Today I spent at least six hours writing an article on the UK energy infrastructure, and after listening to journalists comments on CNN about good journalism, I started wondering whether I am a good journalist. I always try to research as much as possible an use all the available resources. If I can go to the spot I will, if I can track the info for weeks before actually writing the article I will, and I have files on people and cases I follow so I always know who is who and what is what. However, I never see myself as a journalist. It could be due to the fact that I consider myself a writer not a journalist, I write for newspapers and magazines about the things that interest me, I try not to sell my soul and write about things I completely dislike, but I can not deny it, it happens sometimes, I am human and my family and I need to survive.
So anyway, I am often wandering, what kind of writer I am, playing with the ideas of writing this or other book, short story, even a poem, at some point I even considered a screen play but I decided that my hand is too weak for that. I am building up a small experience and a package of skills for this profession, but I am still wondering where I should be heading from all this. Should I rewrite the book I wrote almost four years ago? There are so many works of mine, just sitting in the hard drive waiting to be used, will I ever have a courage to actually do something with them? With articles it's so easy, I research I write and when I am finished I write a short e-mail to my editor attach all the files and send it off. That's it, where with my written work, I am always so indecisive.
This is one of the reasons I picked up the Alchemist when I was returning some other books to the library. I love libraries and the quiet environment they provide I enjoy the peace in them and the soft voices of the librarians, the mountains of books, for me a library is like a friend where I can stay for hours without doing much but thoroughly enjoying myself. So this time I returned with Alchemist in my hand, and once home, I placed the book on my desk. I intend to go out tomorrow and read it while outdoors.
I chose this book because three months ago, my husband suggested to me reading it again, I have read it and it was a very involving read the first time, but I know this time around I will notice things I did not see before. I always enjoy the second read of a book that I liked the first time around and I know exactly why my husband suggested I read it again. The first time around it directed me to my true me, it assured me that I really am a writer, that I should never be embarrassed of who I am or where I come from, but this time around this is not the lesson I am meant to learn. It's about finding your fortune right there, where you did not expect it to be, because it was always under your nose in your own back yard. It is obvious what my husband attempted to achieve and I haven't read the book again yet, but I already know what I am going to learn.
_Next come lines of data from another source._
//! OpenAI-compatible generation backend implementation.

use std::time::{Duration, Instant};

use async_trait::async_trait;
use reqwest::Client;
use tracing::{debug, info, warn};

use saga_core::{defaults, Error, GenerationBackend, Result};

use super::error::{to_saga_error, OpenAIErrorCode};
use super::types::*;

/// Configuration for the OpenAI-compatible backend.
#[derive(Debug, Clone)]
pub struct OpenAIConfig {
    /// Base URL for the API endpoint.
    pub base_url: String,
    /// API key for authentication (optional for local endpoints).
    pub api_key: Option<String>,
    /// Model to use for generation.
    pub gen_model: String,
    /// Request timeout in seconds.
    pub timeout_seconds: u64,
    /// Completion token budget.
    pub max_tokens: Option<u32>,
    pub temperature: Option<f32>,
    /// Skip TLS verification (for self-signed certs in local environments).
    pub skip_tls_verify: bool,
}

impl Default for OpenAIConfig {
    fn default() -> Self {
        Self {
            base_url: defaults::OPENAI_URL.to_string(),
            api_key: None,
            gen_model: defaults::GEN_MODEL.to_string(),
            timeout_seconds: defaults::GEN_TIMEOUT_SECS,
            max_tokens: Some(defaults::GEN_MAX_TOKENS),
            temperature: None,
            skip_tls_verify: false,
        }
    }
}

impl OpenAIConfig {
    /// Load configuration from environment variables.
    ///
    /// | Variable | Default |
    /// |----------|---------|
    /// | `OPENAI_BASE_URL` | `https://api.openai.com/v1` |
    /// | `OPENAI_API_KEY` | unset |
    /// | `OPENAI_GEN_MODEL` | `gpt-4o-mini` |
    /// | `OPENAI_TIMEOUT` | `120` |
    /// | `OPENAI_MAX_TOKENS` | `1500` |
    /// | `OPENAI_SKIP_TLS_VERIFY` | `false` |
    pub fn from_env() -> Self {
        let base = Self::default();
        Self {
            base_url: std::env::var("OPENAI_BASE_URL").unwrap_or(base.base_url),
            api_key: std::env::var("OPENAI_API_KEY")
                .ok()
                .filter(|k| !k.trim().is_empty()),
            gen_model: std::env::var("OPENAI_GEN_MODEL").unwrap_or(base.gen_model),
            timeout_seconds: std::env::var("OPENAI_TIMEOUT")
                .ok()
                .and_then(|s| s.parse().ok())
                .unwrap_or(base.timeout_seconds),
            max_tokens: std::env::var("OPENAI_MAX_TOKENS")
                .ok()
                .and_then(|s| s.parse().ok())
                .or(base.max_tokens),
            temperature: None,
            skip_tls_verify: std::env::var("OPENAI_SKIP_TLS_VERIFY")
                .map(|v| v == "1" || v.eq_ignore_ascii_case("true"))
                .unwrap_or(false),
        }
    }

    pub fn with_base_url(mut self, url: impl Into<String>) -> Self {
        self.base_url = url.into();
        self
    }

    pub fn with_api_key(mut self, key: impl Into<String>) -> Self {
        self.api_key = Some(key.into());
        self
    }

    pub fn with_model(mut self, model: impl Into<String>) -> Self {
        self.gen_model = model.into();
        self
    }

    pub fn with_timeout_seconds(mut self, secs: u64) -> Self {
        self.timeout_seconds = secs;
        self
    }
}

/// OpenAI-compatible generation backend.
pub struct OpenAIBackend {
    client: Client,
    config: OpenAIConfig,
}

impl OpenAIBackend {
    /// Create a new backend with the given configuration.
    pub fn new(config: OpenAIConfig) -> Result<Self> {
        let mut client_builder =
            Client::builder().timeout(Duration::from_secs(config.timeout_seconds));

        if config.skip_tls_verify {
            client_builder = client_builder.danger_accept_invalid_certs(true);
        }

        let client = client_builder
            .build()
            .map_err(|e| Error::Config(format!("Failed to create HTTP client: {}", e)))?;

        info!(
            base_url = %config.base_url,
            model = %config.gen_model,
            timeout_secs = config.timeout_seconds,
            "Initializing OpenAI backend"
        );

        Ok(Self { client, config })
    }

    /// Create from environment variables.
    pub fn from_env() -> Result<Self> {
        Self::new(OpenAIConfig::from_env())
    }

    pub fn config(&self) -> &OpenAIConfig {
        &self.config
    }

    fn url(&self, endpoint: &str) -> String {
        format!("{}{}", self.config.base_url.trim_end_matches('/'), endpoint)
    }

    fn authorize(&self, req: reqwest::RequestBuilder) -> reqwest::RequestBuilder {
        match self.config.api_key {
            Some(ref key) => req.header("Authorization", format!("Bearer {}", key)),
            None => req,
        }
    }

    async fn chat(&self, system: &str, prompt: &str, json_mode: bool) -> Result<String> {
        let start = Instant::now();
        debug!(
            model = %self.config.gen_model,
            prompt_len = prompt.len(),
            json_mode,
            "Sending chat completion"
        );

        let mut messages = Vec::with_capacity(2);
        if !system.is_empty() {
            messages.push(ChatMessage::system(system));
        }
        messages.push(ChatMessage::user(prompt));

        let request = ChatCompletionRequest {
            model: self.config.gen_model.clone(),
            messages,
            temperature: self.config.temperature,
            max_tokens: self.config.max_tokens,
            response_format: json_mode.then(ResponseFormat::json_object),
        };

        let response = self
            .authorize(self.client.post(self.url("/chat/completions")))
            .json(&request)
            .send()
            .await
            .map_err(|e| {
                if e.is_timeout() {
                    Error::ServiceUnavailable(format!("Request timed out: {}", e))
                } else {
                    Error::ServiceUnavailable(format!("Request failed: {}", e))
                }
            })?;

        let status = response.status();
        if !status.is_success() {
            let (message, error_type) = match response.json::<OpenAIErrorResponse>().await {
                Ok(body) => (body.error.message, body.error.error_type),
                Err(_) => ("Unknown error".to_string(), String::new()),
            };
            let code = OpenAIErrorCode::from_response(status.as_u16(), &error_type);
            warn!(
                status = status.as_u16(),
                ?code,
                error = %message,
                "Chat completion rejected"
            );
            return Err(to_saga_error(
                code,
                &format!("OpenAI returned {}: {}", status, message),
            ));
        }

        let result: ChatCompletionResponse = response
            .json()
            .await
            .map_err(|e| Error::MalformedResponse(format!("Failed to parse response: {}", e)))?;

        let choice = result
            .choices
            .into_iter()
            .next()
            .ok_or_else(|| Error::MalformedResponse("response has no choices".to_string()))?;

        let content = choice.message.content.ok_or_else(|| {
            Error::MalformedResponse(format!(
                "response has no content (finish_reason={})",
                choice.finish_reason.as_deref().unwrap_or("unknown")
            ))
        })?;

        debug!(
            response_len = content.len(),
            duration_ms = start.elapsed().as_millis() as u64,
            "Chat completion finished"
        );
        Ok(content)
    }
}

#[async_trait]
impl GenerationBackend for OpenAIBackend {
    async fn generate(&self, prompt: &str) -> Result<String> {
        self.chat("", prompt, false).await
    }

    async fn generate_with_system(&self, system: &str, prompt: &str) -> Result<String> {
        self.chat(system, prompt, false).await
    }

    async fn generate_json(&self, system: &str, prompt: &str) -> Result<String> {
        self.chat(system, prompt, true).await
    }

    fn model_name(&self) -> &str {
        &self.config.gen_model
    }

    async fn health_check(&self) -> Result<bool> {
        let response = self
            .authorize(self.client.get(self.url("/models")))
            .timeout(Duration::from_secs(5))
            .send()
            .await;

        match response {
            Ok(resp) if resp.status().is_success() => {
                info!("OpenAI health check passed");
                Ok(true)
            }
            Ok(resp) => {
                warn!(status = resp.status().as_u16(), "OpenAI health check failed");
                Ok(false)
            }
            Err(e) => {
                warn!(error = %e, "OpenAI health check error");
                Ok(false)
            }
        }
    }
}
This move back to Lithuanian, no matter how annoying, has taught me a lot. It let me get rid of all the past shadows, and open up like a flower like my friend's father once said I would. I am more of a writer these days than ever before and there are talks of me having my own page in one of the newspapers I am writing for. OK it is not an achievement of a lifetime, but it's a move upwards on my career ladder. I know I will not struggle for ever, I know I will be able to relax someday, but at the moment, this environment that keeps me on my toes, is helping me to manifest as a writer and as a person.
Today I made a deal with myself to try and write a post on my blog everyday until school holiday is over, I know at times I will be too lazy or too tired to do this, but it is more than achievable, after all, my blog is the only decent outlet for me to practice writing in English. As you are aware I want to be a writer and I want to write in English not in Lithuanian, because one day I want to reach a much bigger and wider audience than Lithuania, because I don't want somebody else translating my books into English, because whether I like it or not, I feel English therefor I am English, and that is why I one day I will write books in English.
Also during this lovely and busy holiday I intend to spend more time with my lovely family, I really do hope to have time to go for long walks with my dogs and just to lie in bed and cuddle up to my husband, time to read books, time to be me while still working hard to try and stay on top of it. It's going to be hard, and I suppose the house (or the cleanliness of it) will suffer yet again. That is one thing that always seemed unattainable for me - being a good housewife.
However I keep reminding myself I am human I can't do it all, and there are things that I can do but other people can't.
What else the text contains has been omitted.